This September, a week after most of the summer staff had left and only Allison and I remained, Joe Humphry, a fourth year medical student at the University of California who spent the summer of '69 with us, returned for three weeks during semester break, thus helping us to keep both dispensaries staffed.
Bob and Dorothy Steiner, who worked tirelessly in the Ajoya Clinic from last Autumn until Spring, hope to return this January.
DUMB DUMB
In a discussion of clinical personnel, one could scarcely forget to mention
Dumb
Dumb. Dumb Dumb would not permit it. He is sitting on my desk beside my
typewriter, carefully watching my moving fingers, which are the closest
thing he knows to a parental beak. Every time a fly or a leaf-hopper comes
in through the window, I stop long enough to catch it and drop it into Dumb
Dumb's gaping mouth;
whereupon he thanks me by peeping monotonously at two second intervals,
rather than one second intervals, which is his pattern when asking for food
and attention.
Dumb Dumb is an immature Blue Mockingbird who holds good prospects
for one day
becoming a beautiful blue and grey songster. But for the present, he is
just a ragged
black peepster. He was sent to me by a little girl in Jocuixtita as a downy,
hungry
fledgling, and has since grown to nearly full size. He has already learned
to fly, if
clumsily, a fact in which he takes great pride. Dumb Dumb follows me everywhere
at E1 Zopilote, upstairs and down.
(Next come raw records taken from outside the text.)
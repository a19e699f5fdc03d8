//! Transactional access service: state machine, decision engine, audit.
//!
//! Every public method runs as a single transaction. Uniqueness and
//! referential integrity are enforced by the schema; constraint violations
//! surface here as `Conflict`/`NotFound` rather than being pre-checked, so
//! concurrent callers cannot slip between a read and a write.

use chrono::Utc;
use sqlx::{SqliteConnection, SqlitePool};

use gatehouse_access::{MatchedUser, Registration, SwipeVerdict, evaluate, validate_input};
use gatehouse_core::{AccessError, AccessResult, DecisionOutcome, StaffActionKind, UserStatus};

use crate::schema::{CertificationRow, StaffActionRow, SwipeEventRow, UserRow};

/// Stateless service over the shared pool. Clone freely.
#[derive(Clone)]
pub struct AccessService {
    pool: SqlitePool,
}

fn storage(err: sqlx::Error) -> AccessError {
    AccessError::storage(err.to_string())
}

/// Map an insert failure to the taxonomy: unique violations are conflicts,
/// foreign-key violations mean a referenced entity is missing.
fn constraint_error(err: sqlx::Error, conflict_msg: &str, missing_msg: &str) -> AccessError {
    if let sqlx::Error::Database(ref db) = err {
        if db.is_unique_violation() {
            return AccessError::conflict(conflict_msg);
        }
        if db.is_foreign_key_violation() {
            return AccessError::not_found(missing_msg);
        }
    }
    storage(err)
}

impl AccessService {
    pub fn new(pool: SqlitePool) -> Self {
        Self { pool }
    }

    pub fn pool(&self) -> &SqlitePool {
        &self.pool
    }

    /// Register a new user in `pending` and return its id.
    ///
    /// Not audited (intentional asymmetry with decisions and grants).
    pub async fn register(&self, registration: &Registration) -> AccessResult<i64> {
        registration.validate()?;

        let mut tx = self.pool.begin().await.map_err(storage)?;
        let result = sqlx::query(
            "INSERT INTO users (campus_id, email, first_name, last_name, status, role, created_at) \
             VALUES (?, ?, ?, ?, ?, ?, ?)",
        )
        .bind(&registration.campus_id)
        .bind(&registration.email)
        .bind(&registration.first_name)
        .bind(&registration.last_name)
        .bind(UserStatus::Pending.as_str())
        .bind(registration.role_or_default())
        .bind(Utc::now())
        .execute(&mut *tx)
        .await
        .map_err(|e| constraint_error(e, "user already exists", "user already exists"))?;

        let user_id = result.last_insert_rowid();
        tx.commit().await.map_err(storage)?;

        tracing::info!(user_id, "user registered");
        Ok(user_id)
    }

    /// Apply an administrative decision, overwriting any previous status,
    /// and audit it in the same transaction.
    pub async fn decide(
        &self,
        user_id: i64,
        outcome: DecisionOutcome,
        performed_by: &str,
    ) -> AccessResult<UserStatus> {
        let status = outcome.status();

        let mut tx = self.pool.begin().await.map_err(storage)?;
        let updated = sqlx::query("UPDATE users SET status = ? WHERE id = ?")
            .bind(status.as_str())
            .bind(user_id)
            .execute(&mut *tx)
            .await
            .map_err(storage)?;

        if updated.rows_affected() == 0 {
            return Err(AccessError::not_found("user not found"));
        }

        record(&mut tx, Some(user_id), outcome.action(), performed_by, None).await?;
        tx.commit().await.map_err(storage)?;

        tracing::info!(user_id, status = status.as_str(), performed_by, "user decided");
        Ok(status)
    }

    /// Create a certification. Not audited.
    pub async fn create_certification(
        &self,
        name: &str,
        scope: &str,
        description: Option<&str>,
    ) -> AccessResult<i64> {
        if name.trim().is_empty() || scope.trim().is_empty() {
            return Err(AccessError::invalid_request("name and scope are required"));
        }

        let mut tx = self.pool.begin().await.map_err(storage)?;
        let result = sqlx::query(
            "INSERT INTO certifications (name, description, scope) VALUES (?, ?, ?)",
        )
        .bind(name)
        .bind(description)
        .bind(scope)
        .execute(&mut *tx)
        .await
        .map_err(|e| {
            constraint_error(e, "certification already exists", "certification already exists")
        })?;

        let cert_id = result.last_insert_rowid();
        tx.commit().await.map_err(storage)?;
        Ok(cert_id)
    }

    /// Grant a certification to a user. At most one grant per pair; the
    /// composite primary key rejects duplicates.
    pub async fn grant_certification(
        &self,
        user_id: i64,
        certification_id: i64,
        granted_by: &str,
    ) -> AccessResult<()> {
        let mut tx = self.pool.begin().await.map_err(storage)?;
        sqlx::query(
            "INSERT INTO user_certifications (user_id, certification_id, granted_by, granted_at) \
             VALUES (?, ?, ?, ?)",
        )
        .bind(user_id)
        .bind(certification_id)
        .bind(granted_by)
        .bind(Utc::now())
        .execute(&mut *tx)
        .await
        .map_err(|e| {
            constraint_error(
                e,
                "certification already granted",
                "user or certification not found",
            )
        })?;

        record(
            &mut tx,
            Some(user_id),
            StaffActionKind::CertGranted,
            granted_by,
            Some(certification_id.to_string()),
        )
        .await?;
        tx.commit().await.map_err(storage)?;

        tracing::info!(user_id, certification_id, granted_by, "certification granted");
        Ok(())
    }

    /// Revoke a grant (hard delete). `NotFound` when no grant exists.
    pub async fn revoke_certification(
        &self,
        user_id: i64,
        certification_id: i64,
        performed_by: &str,
    ) -> AccessResult<()> {
        let mut tx = self.pool.begin().await.map_err(storage)?;
        let deleted = sqlx::query(
            "DELETE FROM user_certifications WHERE user_id = ? AND certification_id = ?",
        )
        .bind(user_id)
        .bind(certification_id)
        .execute(&mut *tx)
        .await
        .map_err(storage)?;

        if deleted.rows_affected() == 0 {
            return Err(AccessError::not_found("grant not found"));
        }

        record(
            &mut tx,
            Some(user_id),
            StaffActionKind::CertRevoked,
            performed_by,
            Some(certification_id.to_string()),
        )
        .await?;
        tx.commit().await.map_err(storage)?;

        tracing::info!(user_id, certification_id, performed_by, "certification revoked");
        Ok(())
    }

    /// Evaluate a swipe and log exactly one event, atomically.
    ///
    /// The identifier is matched against campus id or email; both columns are
    /// unique so at most one row can match. A non-matching identifier is a
    /// `denied` outcome, never an error. The logged result always equals the
    /// returned result because the verdict is computed once, before the
    /// insert, inside the same transaction as the lookup.
    pub async fn evaluate_swipe(
        &self,
        input_value: &str,
        certification_id: Option<i64>,
    ) -> AccessResult<SwipeVerdict> {
        validate_input(input_value)?;

        let mut tx = self.pool.begin().await.map_err(storage)?;

        let matched = sqlx::query_as::<_, (i64, String)>(
            "SELECT id, status FROM users WHERE campus_id = ? OR email = ?",
        )
        .bind(input_value)
        .bind(input_value)
        .fetch_optional(&mut *tx)
        .await
        .map_err(storage)?
        .map(|(user_id, status)| {
            UserStatus::parse(&status)
                .map(|status| MatchedUser { user_id, status })
                .ok_or_else(|| AccessError::storage(format!("corrupt user status: {status}")))
        })
        .transpose()?;

        // Grant lookup only matters when the rule can reach step 4.
        let mut grant_held = false;
        if let (Some(user), Some(cert_id)) = (matched, certification_id) {
            if user.status == UserStatus::Active {
                grant_held = sqlx::query_as::<_, (i64,)>(
                    "SELECT 1 FROM user_certifications WHERE user_id = ? AND certification_id = ?",
                )
                .bind(user.user_id)
                .bind(cert_id)
                .fetch_optional(&mut *tx)
                .await
                .map_err(storage)?
                .is_some();
            }
        }

        let verdict = evaluate(matched, certification_id.is_some(), grant_held);

        sqlx::query(
            "INSERT INTO swipe_events (user_id, input_value, certification_checked, timestamp, result) \
             VALUES (?, ?, ?, ?, ?)",
        )
        .bind(verdict.user_id)
        .bind(input_value)
        .bind(certification_id)
        .bind(Utc::now())
        .bind(verdict.result.as_str())
        .execute(&mut *tx)
        .await
        .map_err(|e| constraint_error(e, "swipe already logged", "certification not found"))?;

        tx.commit().await.map_err(storage)?;

        tracing::debug!(
            result = verdict.result.as_str(),
            user_id = verdict.user_id,
            "swipe evaluated"
        );
        Ok(verdict)
    }

    /// List users, optionally filtered by status.
    pub async fn list_users(&self, status: Option<UserStatus>) -> AccessResult<Vec<UserRow>> {
        let rows = match status {
            Some(s) => {
                sqlx::query_as::<_, UserRow>(
                    "SELECT * FROM users WHERE status = ? ORDER BY id",
                )
                .bind(s.as_str())
                .fetch_all(&self.pool)
                .await
            }
            None => {
                sqlx::query_as::<_, UserRow>("SELECT * FROM users ORDER BY id")
                    .fetch_all(&self.pool)
                    .await
            }
        }
        .map_err(storage)?;
        Ok(rows)
    }

    pub async fn list_certifications(&self) -> AccessResult<Vec<CertificationRow>> {
        sqlx::query_as::<_, CertificationRow>("SELECT * FROM certifications ORDER BY id")
            .fetch_all(&self.pool)
            .await
            .map_err(storage)
    }

    /// Full swipe log, oldest first. Feeds the CSV export.
    pub async fn list_swipe_events(&self) -> AccessResult<Vec<SwipeEventRow>> {
        sqlx::query_as::<_, SwipeEventRow>("SELECT * FROM swipe_events ORDER BY id")
            .fetch_all(&self.pool)
            .await
            .map_err(storage)
    }

    /// Full audit trail, oldest first.
    pub async fn list_staff_actions(&self) -> AccessResult<Vec<StaffActionRow>> {
        sqlx::query_as::<_, StaffActionRow>("SELECT * FROM staff_actions ORDER BY id")
            .fetch_all(&self.pool)
            .await
            .map_err(storage)
    }
}

/// Append a staff action inside the caller's transaction.
///
/// Fails only on storage unavailability; the commit is owned by the caller so
/// an audit row never lands without its mutation (and vice versa).
async fn record(
    tx: &mut sqlx::Transaction<'_, sqlx::Sqlite>,
    user_id: Option<i64>,
    action: StaffActionKind,
    performed_by: &str,
    metadata: Option<String>,
) -> AccessResult<()> {
    let conn: &mut SqliteConnection = &mut *tx;
    sqlx::query(
        "INSERT INTO staff_actions (user_id, action, performed_by, performed_at, metadata) \
         VALUES (?, ?, ?, ?, ?)",
    )
    .bind(user_id)
    .bind(action.as_str())
    .bind(performed_by)
    .bind(Utc::now())
    .bind(metadata)
    .execute(conn)
    .await
    .map_err(storage)?;
    Ok(())
}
When I consult with a patient, he often
perches on my shoe, waiting for me to lift up my foot so that he can hop
on to my hand. When I feed the poultry at dawn, Dumb Dumb pecks on the ground
along with the chickens, snapping up weevils between the grains of corn.
Dumb Dumb is a delight to all who come to the clinic, and
when men patients help
out by chopping firewood and women patients by sweeping and carrying water,
I give the children a butterfly net and send them to the fields to catch
grasshoppers for Dumb Dumb. "One grasshopper for every pill",
I tell them jokingly.
THE DENTAL PROGRAM
The Indians of México, in time past, reputedly had very good teeth.
Skull fragments and jaws found among the remains of old burial urns in caves
around E1 Zopilote bear this out. Teeth in skulls of the aged are usually
worn almost to the roots from chewing on fibrous material and eating stone
ground corn. But rarely is there much sign of decay.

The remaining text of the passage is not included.